New team - challenging start
As things progress in Mosul we’ve had to replace most of our team in the area. Our surgeon Axel is replaced now by Elisa and we have Stefan and Marino as doctors at our Trauma Stabilization Point (TSP). All three are supported further by paramedics and nurses.
Our three new team members were in at the deep end from the get-go with the IS military situation in the old town growing more and more disastrous. Suicide attacks on populated areas of Mosul and sleeper cells being activated in other free parts of the city. Our team continued their work despite the barrage of recent destruction and bloodshed, earning our deep thanks and respect.
Here the first report by Elisa and Stefan:
Tobi and Karin taking care of a young patient. Foto: CADUS
"The first day at the TSP was characterised by incidents in the old town. IS military began with suicide attacks on the market where dozens of civilians and soldiers were killed.
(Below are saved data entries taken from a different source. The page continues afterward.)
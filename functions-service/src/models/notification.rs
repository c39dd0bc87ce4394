use chrono::{DateTime, Utc};
use serde::Deserialize;

/// Notification type discriminator.
///
/// Only debit alerts have a dedicated template; anything else falls back to
/// the generic informative template (the unknown type is kept for logging).
#[derive(Debug, Clone, PartialEq, Deserialize)]
#[serde(rename_all = "SCREAMING_SNAKE_CASE")]
pub enum NotificationKind {
    DebitAlert,
    #[serde(other)]
    Unknown,
}

impl std::fmt::Display for NotificationKind {
    fn fmt(&self, f: &mut std::fmt::Formatter<'_>) -> std::fmt::Result {
        match self {
            NotificationKind::DebitAlert => write!(f, "DEBIT_ALERT"),
            NotificationKind::Unknown => write!(f, "UNKNOWN"),
        }
    }
}

/// A notification record as written at
/// `/notifications/users/{userId}/{notificationId}`.
///
/// Created by the external transaction processor; read-only to this service.
#[derive(Debug, Clone, Deserialize)]
#[serde(rename_all = "camelCase")]
pub struct Notification {
    #[serde(rename = "type")]
    pub kind: NotificationKind,
    #[serde(default)]
    pub title: Option<String>,
    #[serde(default)]
    pub body: Option<String>,
    #[serde(default)]
    pub created_at: Option<DateTime<Utc>>,
    #[serde(default)]
    pub logo_url: Option<String>,
    #[serde(default)]
    pub data: NotificationData,
}

/// Type-specific payload nested under `data`. Every field is optional; the
/// pipeline coalesces against the user record before rendering.
#[derive(Debug, Clone, Default, Deserialize)]
#[serde(rename_all = "camelCase")]
pub struct NotificationData {
    #[serde(default)]
    pub amount: Option<f64>,
    #[serde(default)]
    pub balance: Option<f64>,
    #[serde(default)]
    pub description: Option<String>,
    #[serde(default)]
    pub reference: Option<String>,
    #[serde(default)]
    pub transaction_id: Option<String>,
    #[serde(default)]
    pub date_time: Option<String>,
    #[serde(default)]
    pub logo_url: Option<String>,
}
It was hours before the first injured were admitted to our team and we later learned that IS had instructed their snipers to shoot and throw grenades at injured survivors of suicide attacks as well as volunteers who went to aid them.
Several soldiers who were brought to us did not survive the journey and were already dead. Those who did arrive alive were stabilised and given initial treatment so that ambulances could take them to the surrounding hospitals, we barely saw any injured civilians, indicating most had died.
Kristy sews a wound on a wrist. Foto: CADUS
A patient gets an infusion from April, translator Tiger is assisting. Foto: CADUS
The night set in with gunfire, explosions and clouds of smoke above the freed parts of the city directly behind the TSP. After initial alert we were informed that 10 to 15 IS fighters, suspected sleepers, were attacking already freed districts in Mosul. The first assumed suicide attacks by single individuals turned out to be an offensive by IS, within the surrounding districts Al-Tanak, A-Risalah and Al-Yarmouk which, having previously been freed, now found themselves under attack again.
We later heard a further three districts in Western Mosul, which had also previously been freed, were also under attack again. These attacks were followed by a counterstrike by the Iraqi Army and supported by the US Airforce. The entire night we heard a constant stream of gunfire, exploding bombs and grenade attacks from the TSP.
Approximately 20 to 30 injured people brought to us were treated and then either released or relocated and we received the news that the MSF (Doctors Without Borders) hospital was forced to close due to battle taking place in the surrounding area.
Dense smoke rises above the attacked parts of the city, very close to our TSP. Foto: CADUS
The civilians who escaped from occupied areas arrived at our TSP, many of them injured from being buried by falling ruins and trapped for a long time with no access to food, water or medication. Among them was a heavily pregnant woman who reached us already in labour. We prepared for the new arrival and despite it being a challenge to support a birth next to the treatment of severely injured people we were happy to witness the fact that despite all the death and destruction life continues. The pregnant woman herself and her mother in law were calm and were even able to joke with us amongst the chaos. At dawn, when the streets were released to civilians again, they decided to drive to the hospital. The rest of the night we tried to find some sleep, despite the unfamiliar and intense background noise and the interruptions of treating newly arriving patients. The heat plays its contribution to further sleeplessness as well as the worry that we need more and more money for supplies every day to cope with the ongoing turmoil in Mosul.”